This Is What Happens To Your Brain When You're In Back-To-Back Meetings

You can actually see stress levels spike in people's brainwaves when their work schedules are packed.
Too many meetings without breaks can cause our stress levels to spike, a Microsoft study found.
PhotoAlto/Frederic Cirou via Getty Images
Too many meetings without breaks can cause our stress levels to spike, a Microsoft study found.

If you have ever felt like a full day of back-to-back meetings was draining your life force, you’re not alone.

Many of us dread a packed work calendar. Wasting too much time in meetings is a distraction preventing 67% of professionals from making more of an impact, according to a 2019 survey of nearly 2,000 people by organizational consultancy Korn Ferry.

But it’s not just that a high number of meetings can give us feelings of anxiety.
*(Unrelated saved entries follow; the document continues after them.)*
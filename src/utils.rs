// Copyright (c) 2025 Soumyadip Sarkar.
// All rights reserved.
//
// This source code is licensed under the license found in the
// LICENSE file in the root directory of this source tree.

use anyhow::{Context, Result};
use chrono::{Datelike, Months, NaiveDate};
use comfy_table::{Cell, Table, presets::UTF8_FULL};
use rust_decimal::{Decimal, RoundingStrategy};

pub fn parse_date(s: &str) -> Result<NaiveDate> {
    NaiveDate::parse_from_str(s, "%Y-%m-%d")
        .with_context(|| format!("Invalid date '{}', expected YYYY-MM-DD", s))
}

pub fn parse_decimal(s: &str) -> Result<Decimal> {
    s.parse::<Decimal>()
        .with_context(|| format!("Invalid decimal '{}'", s))
}

/// Two decimals with thousands separators, e.g. `-1,234.50`.
pub fn fmt_money(d: &Decimal) -> String {
    let rounded = d.round_dp_with_strategy(2, RoundingStrategy::MidpointAwayFromZero);
    let plain = format!("{:.2}", rounded.abs());
    let (int_part, frac_part) = plain.split_once('.').unwrap_or((plain.as_str(), "00"));
    let mut grouped = String::with_capacity(int_part.len() + int_part.len() / 3);
    for (i, ch) in int_part.chars().enumerate() {
        if i > 0 && (int_part.len() - i) % 3 == 0 {
            grouped.push(',');
        }
        grouped.push(ch);
    }
    let sign = if rounded.is_sign_negative() && !rounded.is_zero() {
        "-"
    } else {
        ""
    };
    format!("{}{}.{}", sign, grouped, frac_part)
}

/// Inverse of [`fmt_money`].
pub fn parse_money(s: &str) -> Result<Decimal> {
    parse_decimal(&s.replace(',', ""))
}

pub fn pretty_table(headers: &[&str], rows: Vec<Vec<String>>) -> Table {
    let mut t = Table::new();
    t.load_preset(UTF8_FULL);
    t.set_header(headers.iter().map(|h| Cell::new(*h)));
    for r in rows {
        t.add_row(r.into_iter().map(Cell::new));
    }
    t
}

pub fn first_of_month(d: NaiveDate) -> NaiveDate {
    d.with_day(1).unwrap_or(d)
}

pub fn month_end(d: NaiveDate) -> NaiveDate {
    first_of_month(d)
        .checked_add_months(Months::new(1))
        .and_then(|next| next.pred_opt())
        .unwrap_or(d)
}

/// First days of the `n` calendar months ending with the one holding
/// `today`, oldest first.
pub fn trailing_months(today: NaiveDate, n: u32) -> Vec<NaiveDate> {
    let current = first_of_month(today);
    (0..n)
        .rev()
        .filter_map(|back| current.checked_sub_months(Months::new(back)))
        .collect()
}

pub fn maybe_print_json<T: serde::Serialize>(
    json_flag: bool,
    jsonl_flag: bool,
    v: &T,
) -> Result<bool> {
    if json_flag {
        println!("{}", serde_json::to_string_pretty(v)?);
        return Ok(true);
    }
    if jsonl_flag {
        // If v is an array, stream each element; else stream single line
        let val = serde_json::to_value(v)?;
        if let Some(arr) = val.as_array() {
            for item in arr {
                println!("{}", serde_json::to_string(item)?);
            }
        } else {
            println!("{}", serde_json::to_string(&val)?);
        }
        return Ok(true);
    }
    Ok(false)
}

#[cfg(test)]
mod tests {
    use super::*;

    fn d(s: &str) -> NaiveDate {
        parse_date(s).unwrap()
    }

    #[test]
    fn money_grouping() {
        assert_eq!(fmt_money(&Decimal::new(123456789, 2)), "1,234,567.89");
        assert_eq!(fmt_money(&Decimal::new(-150, 1)), "-15.00");
        assert_eq!(fmt_money(&Decimal::ZERO), "0.00");
        assert_eq!(fmt_money(&Decimal::new(100000, 0)), "100,000.00");
        assert_eq!(fmt_money(&Decimal::new(-1, 3)), "0.00");
    }

    #[test]
    fn money_parses_back() {
        let v = Decimal::new(-98765432, 2);
        assert_eq!(parse_money(&fmt_money(&v)).unwrap(), v);
    }

    #[test]
    fn month_bounds() {
        assert_eq!(first_of_month(d("2025-02-17")), d("2025-02-01"));
        assert_eq!(month_end(d("2024-02-10")), d("2024-02-29"));
        assert_eq!(month_end(d("2025-12-31")), d("2025-12-31"));
    }

    #[test]
    fn trailing_months_cross_year() {
        let months = trailing_months(d("2025-02-14"), 6);
        assert_eq!(
            months,
            vec![
                d("2024-09-01"),
                d("2024-10-01"),
                d("2024-11-01"),
                d("2024-12-01"),
                d("2025-01-01"),
                d("2025-02-01"),
            ]
        );
    }
}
There’s actually research that shows how attending too many — and seldom taking breaks — can cause our brains to work differently.

Study Finds Stress Levels Spiked Amid Back-To-Back Meetings

In 2021, researchers at Microsoft’s Human Factors Lab asked 14 people to take part in video calls while wearing electroencephalogram equipment that monitored electrical activity in their brains. On one Monday, some participants were given four half-hour meetings without breaks, while others had four half-hour meetings with a 10-minute break between each for meditation; then, on the following Monday, the two groups switched.

Among those who got no breaks, beta wave activity increased in the brain with each successive meeting, indicating heightened stress levels. In fact, just the anticipation of the next call caused a spike in beta activity during the transition period between meetings, researchers found.

In a Microsoft study last year, beta wave activity increased in the brains of people who had successive meetings with no breaks, indicating a rise in stress. Beta activity remained stable in those who took 10-minute breaks.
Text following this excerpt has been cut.